Subordinated debt or debentures ranks lower than senior debt and higher than stocks. The term “subordinate” here refers to the priority and ranking of debt repayment in the case of the borrower’s liquidity. For issuers of debt, the senior debt gets the top priority, followed by different types of subordinated debentures, and the stocks at the lowest level.
They are often issued by large corporations in the form of bonds. These are unsecured bonds without collateral. The creditworthiness of the issuer decides the bond rating hence the interest rates on offer. Subordinated debentures are risker than senior debt such as secured bank loans.
What is Subordinated Debenture?
Subordinated debt is often issued in the form of bonds. It is ranked lower than senior debt in the case of default of the issuer. It carries more risk than secured loans. These are riskier and unsecured types of debts, hence are offered to large corporations.
The main risk that comes with a subordinated debenture is the risk of default of the issuer. In case, the issuer of subordinated debenture goes bankrupt, the subordinated debt will be repaid only after settling the senior debt. Since it carries more risk, the investors expect higher returns on it.
Investors in subordinated debentures are usually banks and large financial institutions. Corporations looking for cheaper finance can issue such debentures in the form of bonds.

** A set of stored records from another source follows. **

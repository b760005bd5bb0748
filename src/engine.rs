//! Turn-by-turn match resolution.
//!
//! The engine holds at most one pending first selection. A second selection
//! resolves the turn immediately: both cards are locked, the outcome is
//! published on the outbox, and a timed transition is scheduled that either
//! hides the pair or turns it face down again. The selection is cleared as
//! soon as the turn resolves, so the player may start the next turn while the
//! previous transition is still in flight.

use std::time::Duration;

use tracing::{debug, trace};

use crate::card::CardFace;
use crate::schedule::Scheduler;

/// Default wait between resolving a turn and hiding/flipping its cards.
pub const FLIP_BACK_DELAY: Duration = Duration::from_millis(400);

/// Outcome notifications for whoever owns the engine.
#[derive(Debug, Clone, Copy, PartialEq, Eq)]
pub enum MatchEvent {
    MatchFound,
    Mismatch,
    AllPairsCompleted,
}

/// Audio/visual cues for the presentation layer.
#[derive(Debug, Clone, Copy, PartialEq, Eq)]
pub enum Cue {
    CardFlip,
    Match,
    Mismatch,
    GameOver,
}

#[derive(Debug, Clone, Copy, PartialEq, Eq)]
pub enum Phase {
    Idle,
    OneSelected,
    Resolving,
    Completed,
}

/// What a call to [`MatchEngine::select_card`] did.
#[derive(Debug, Clone, Copy, PartialEq, Eq)]
pub enum Selection {
    /// Nothing changed: the card is already held, locked, or off the board.
    Ignored,
    /// The card became the first selection of the turn.
    Held,
    Matched,
    Mismatched,
}

#[derive(Debug, Clone, Copy, PartialEq, Eq)]
enum Transition {
    Hide(usize, usize),
    FlipBack(usize, usize),
}

#[derive(Debug)]
pub struct MatchEngine {
    first: Option<usize>,
    second: Option<usize>,
    total_pairs: usize,
    matched_pairs: usize,
    flip_back_delay: Duration,
    transitions: Scheduler<Transition>,
    events: Vec<MatchEvent>,
    cues: Vec<Cue>,
}

impl Default for MatchEngine {
    fn default() -> Self {
        Self::new(FLIP_BACK_DELAY)
    }
}

impl MatchEngine {
    pub fn new(flip_back_delay: Duration) -> Self {
        MatchEngine {
            first: None,
            second: None,
            total_pairs: 0,
            matched_pairs: 0,
            flip_back_delay,
            transitions: Scheduler::new(),
            events: Vec::new(),
            cues: Vec::new(),
        }
    }

    /// Reset the pair counters for a board of `total_cards`.
    ///
    /// A pending first selection survives so that a load can restore it
    /// beforehand with [`restore_first_selection`](Self::restore_first_selection).
    pub fn initialize(&mut self, total_cards: usize, already_matched_pairs: usize) {
        debug_assert!(total_cards % 2 == 0, "board must hold an even number of cards");
        self.total_pairs = total_cards / 2;
        self.matched_pairs = already_matched_pairs.min(self.total_pairs);
        self.second = None;
        self.transitions.cancel_all();
        debug!(
            total_pairs = self.total_pairs,
            matched_pairs = self.matched_pairs,
            "Match engine initialized"
        );
    }

    /// Handle a player pick of the card in `slot`.
    ///
    /// Callers are expected to stop routing input to cards that are not
    /// interactable; locked cards are ignored here as well.
    pub fn select_card<C: CardFace>(&mut self, cards: &mut [C], slot: usize) -> Selection {
        if self.first == Some(slot) {
            return Selection::Ignored;
        }
        let Some(card) = cards.get_mut(slot) else {
            debug!(slot, "Selection outside the board ignored");
            return Selection::Ignored;
        };
        if !card.is_interactable() {
            trace!(slot, "Selection of a locked card ignored");
            return Selection::Ignored;
        }

        card.show_front(true);
        self.cues.push(Cue::CardFlip);

        let Some(first) = self.first else {
            self.first = Some(slot);
            return Selection::Held;
        };

        self.second = Some(slot);
        self.check_match(cards, first, slot)
    }

    fn check_match<C: CardFace>(&mut self, cards: &mut [C], first: usize, second: usize) -> Selection {
        cards[first].disable();
        cards[second].disable();

        if cards[first].identity() == cards[second].identity() {
            self.matched_pairs += 1;
            self.events.push(MatchEvent::MatchFound);
            self.cues.push(Cue::Match);

            cards[first].show_match_feedback();
            cards[second].show_match_feedback();
            self.clear_selection();
            self.transitions
                .schedule(self.flip_back_delay, Transition::Hide(first, second));

            debug!(first, second, matched = self.matched_pairs, "Pair matched");
            if self.matched_pairs >= self.total_pairs {
                self.events.push(MatchEvent::AllPairsCompleted);
            }
            Selection::Matched
        } else {
            self.cues.push(Cue::Mismatch);
            self.events.push(MatchEvent::Mismatch);

            cards[first].show_mismatch_feedback();
            cards[second].show_mismatch_feedback();
            self.clear_selection();
            self.transitions
                .schedule(self.flip_back_delay, Transition::FlipBack(first, second));

            debug!(first, second, "Pair mismatched");
            Selection::Mismatched
        }
    }

    fn clear_selection(&mut self) {
        self.first = None;
        self.second = None;
    }

    /// Advance the transition clock by real elapsed time and apply whatever
    /// became due. Returns the number of transitions applied.
    pub fn advance<C: CardFace>(&mut self, cards: &mut [C], elapsed: Duration) -> usize {
        let due = self.transitions.advance(elapsed);
        let mut applied = 0;
        for transition in due {
            let (a, b) = match transition {
                Transition::Hide(a, b) | Transition::FlipBack(a, b) => (a, b),
            };
            // The board may have been rebuilt smaller since scheduling.
            if a >= cards.len() || b >= cards.len() {
                debug!(?transition, "Dropping transition for a vanished slot");
                continue;
            }
            match transition {
                Transition::Hide(..) => {
                    cards[a].hide();
                    cards[b].hide();
                }
                Transition::FlipBack(..) => {
                    cards[a].show_back();
                    cards[b].show_back();
                    cards[a].enable();
                    cards[b].enable();
                }
            }
            applied += 1;
        }
        applied
    }

    /// Reinstate a first selection from a save, without reveal or cue.
    pub fn restore_first_selection(&mut self, slot: usize) {
        self.first = Some(slot);
    }

    /// Drop every in-flight transition. Used on teardown.
    pub fn cancel_pending(&mut self) -> usize {
        self.transitions.cancel_all()
    }

    pub fn drain_events(&mut self) -> Vec<MatchEvent> {
        std::mem::take(&mut self.events)
    }

    pub fn drain_cues(&mut self) -> Vec<Cue> {
        std::mem::take(&mut self.cues)
    }

    pub fn phase(&self) -> Phase {
        if self.total_pairs > 0 && self.matched_pairs >= self.total_pairs {
            Phase::Completed
        } else if self.first.is_some() {
            Phase::OneSelected
        } else if self.is_resolving() {
            Phase::Resolving
        } else {
            Phase::Idle
        }
    }

    pub fn pending_first(&self) -> Option<usize> {
        self.first
    }

    pub fn is_resolving(&self) -> bool {
        !self.transitions.is_idle()
    }

    /// Time until the next transition is due, if any is in flight.
    pub fn next_transition_in(&self) -> Option<Duration> {
        self.transitions.next_due_in()
    }

    pub fn total_pairs(&self) -> usize {
        self.total_pairs
    }

    pub fn matched_pairs(&self) -> usize {
        self.matched_pairs
    }

    pub fn flip_back_delay(&self) -> Duration {
        self.flip_back_delay
    }
}

#[cfg(test)]
mod tests {
    use super::*;
    use crate::card::CardState;

    fn board(ids: &[&str]) -> Vec<CardState> {
        ids.iter()
            .map(|id| CardState::with_identity((*id).into()))
            .collect()
    }

    fn engine_for(cards: &[CardState]) -> MatchEngine {
        let mut engine = MatchEngine::default();
        engine.initialize(cards.len(), 0);
        engine
    }

    #[test]
    fn first_pick_is_held_face_up() {
        let mut cards = board(&["a", "b", "a", "b"]);
        let mut engine = engine_for(&cards);

        assert_eq!(engine.select_card(&mut cards, 0), Selection::Held);
        assert_eq!(engine.phase(), Phase::OneSelected);
        assert_eq!(engine.pending_first(), Some(0));
        assert!(cards[0].is_face_up());
        assert!(cards[0].is_flipped_by_player());
        assert_eq!(engine.drain_cues(), vec![Cue::CardFlip]);
        assert!(engine.drain_events().is_empty());
    }

    #[test]
    fn reclicking_the_held_card_is_a_noop() {
        let mut cards = board(&["a", "b", "a", "b"]);
        let mut engine = engine_for(&cards);

        engine.select_card(&mut cards, 0);
        engine.drain_cues();
        assert_eq!(engine.select_card(&mut cards, 0), Selection::Ignored);
        assert_eq!(engine.pending_first(), Some(0));
        assert!(cards[0].is_face_up());
        assert!(engine.drain_cues().is_empty());
    }

    #[test]
    fn matching_pair_is_locked_then_hidden() {
        let mut cards = board(&["a", "b", "a", "b"]);
        let mut engine = engine_for(&cards);

        engine.select_card(&mut cards, 0);
        assert_eq!(engine.select_card(&mut cards, 2), Selection::Matched);

        assert_eq!(engine.drain_events(), vec![MatchEvent::MatchFound]);
        assert_eq!(
            engine.drain_cues(),
            vec![Cue::CardFlip, Cue::CardFlip, Cue::Match]
        );
        assert_eq!(engine.matched_pairs(), 1);
        assert!(cards[0].is_matched() && cards[2].is_matched());
        assert!(!cards[0].is_interactable() && !cards[2].is_interactable());
        assert!(!cards[0].is_hidden());
        assert_eq!(engine.pending_first(), None);
        assert_eq!(engine.phase(), Phase::Resolving);

        assert_eq!(engine.advance(&mut cards, FLIP_BACK_DELAY / 2), 0);
        assert!(!cards[0].is_hidden());
        assert_eq!(engine.advance(&mut cards, FLIP_BACK_DELAY / 2), 1);
        assert!(cards[0].is_hidden() && cards[2].is_hidden());
        assert!(!cards[0].is_interactable());
        assert_eq!(engine.phase(), Phase::Idle);
    }

    #[test]
    fn mismatched_pair_turns_back_over() {
        let mut cards = board(&["a", "b", "a", "b"]);
        let mut engine = engine_for(&cards);

        engine.select_card(&mut cards, 0);
        assert_eq!(engine.select_card(&mut cards, 1), Selection::Mismatched);

        assert_eq!(engine.drain_events(), vec![MatchEvent::Mismatch]);
        assert_eq!(engine.matched_pairs(), 0);
        assert!(!cards[0].is_interactable() && !cards[1].is_interactable());
        assert!(cards[0].is_face_up());

        engine.advance(&mut cards, FLIP_BACK_DELAY);
        for card in &cards[..2] {
            assert!(!card.is_face_up());
            assert!(card.is_interactable());
            assert!(!card.is_matched());
        }
        assert!(!engine.is_resolving());
    }

    #[test]
    fn completion_fires_once_after_last_pair() {
        let mut cards = board(&["a", "a", "b", "b"]);
        let mut engine = engine_for(&cards);

        engine.select_card(&mut cards, 0);
        engine.select_card(&mut cards, 1);
        assert_eq!(engine.drain_events(), vec![MatchEvent::MatchFound]);
        assert_ne!(engine.phase(), Phase::Completed);

        engine.select_card(&mut cards, 2);
        engine.select_card(&mut cards, 3);
        assert_eq!(
            engine.drain_events(),
            vec![MatchEvent::MatchFound, MatchEvent::AllPairsCompleted]
        );
        assert_eq!(engine.phase(), Phase::Completed);

        engine.advance(&mut cards, FLIP_BACK_DELAY);
        assert!(cards.iter().all(|c| c.is_hidden()));
        assert!(engine.drain_events().is_empty());
    }

    #[test]
    fn next_turn_can_start_while_previous_resolves() {
        let mut cards = board(&["a", "b", "c", "a", "b", "c"]);
        let mut engine = engine_for(&cards);

        engine.select_card(&mut cards, 0);
        engine.select_card(&mut cards, 1);
        assert!(engine.is_resolving());

        // Locked cards of the resolving pair are ignored.
        assert_eq!(engine.select_card(&mut cards, 1), Selection::Ignored);
        assert_eq!(engine.select_card(&mut cards, 2), Selection::Held);

        engine.advance(&mut cards, FLIP_BACK_DELAY);
        assert!(!cards[0].is_face_up() && !cards[1].is_face_up());
        assert!(cards[2].is_face_up(), "new selection is untouched by the flip-back");
        assert_eq!(engine.pending_first(), Some(2));

        assert_eq!(engine.select_card(&mut cards, 5), Selection::Matched);
    }

    #[test]
    fn out_of_range_slot_is_ignored() {
        let mut cards = board(&["a", "a"]);
        let mut engine = engine_for(&cards);
        assert_eq!(engine.select_card(&mut cards, 7), Selection::Ignored);
        assert!(engine.drain_cues().is_empty());
    }

    #[test]
    fn initialize_keeps_restored_first_selection() {
        let mut cards = board(&["a", "b", "a", "b"]);
        let mut engine = MatchEngine::default();

        cards[1].show_front(true);
        engine.restore_first_selection(1);
        engine.initialize(cards.len(), 1);
        assert!(engine.drain_cues().is_empty());

        assert_eq!(engine.pending_first(), Some(1));
        assert_eq!(engine.matched_pairs(), 1);
        assert_eq!(engine.select_card(&mut cards, 3), Selection::Matched);
        assert_eq!(
            engine.drain_events(),
            vec![MatchEvent::MatchFound, MatchEvent::AllPairsCompleted]
        );
    }

    #[test]
    fn cancelled_transitions_leave_cards_alone() {
        let mut cards = board(&["a", "b"]);
        let mut engine = engine_for(&cards);

        engine.select_card(&mut cards, 0);
        engine.select_card(&mut cards, 1);
        assert_eq!(engine.cancel_pending(), 1);

        assert_eq!(engine.advance(&mut cards, FLIP_BACK_DELAY * 2), 0);
        assert!(cards[0].is_face_up());
        assert!(!engine.is_resolving());
    }

    #[test]
    fn transitions_for_vanished_slots_are_dropped() {
        let mut cards = board(&["a", "b", "c", "d"]);
        let mut engine = engine_for(&cards);

        engine.select_card(&mut cards, 2);
        engine.select_card(&mut cards, 3);
        cards.truncate(2);
        assert_eq!(engine.advance(&mut cards, FLIP_BACK_DELAY), 0);
    }
}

Since these are marketable securities, banks or corporations would willingly take the risk. These organizations need to adjust their investment portfolios as well as invest idle cash.
How Does Subordinated Debenture Work?
Companies can issue two types of debentures; subordinated and unsubordinated. A senior or unsubordinated debt is called the senior debt. Subordinated debt ranks lower than senior debt. It offers higher interest rates to investors as it is unsecured in nature.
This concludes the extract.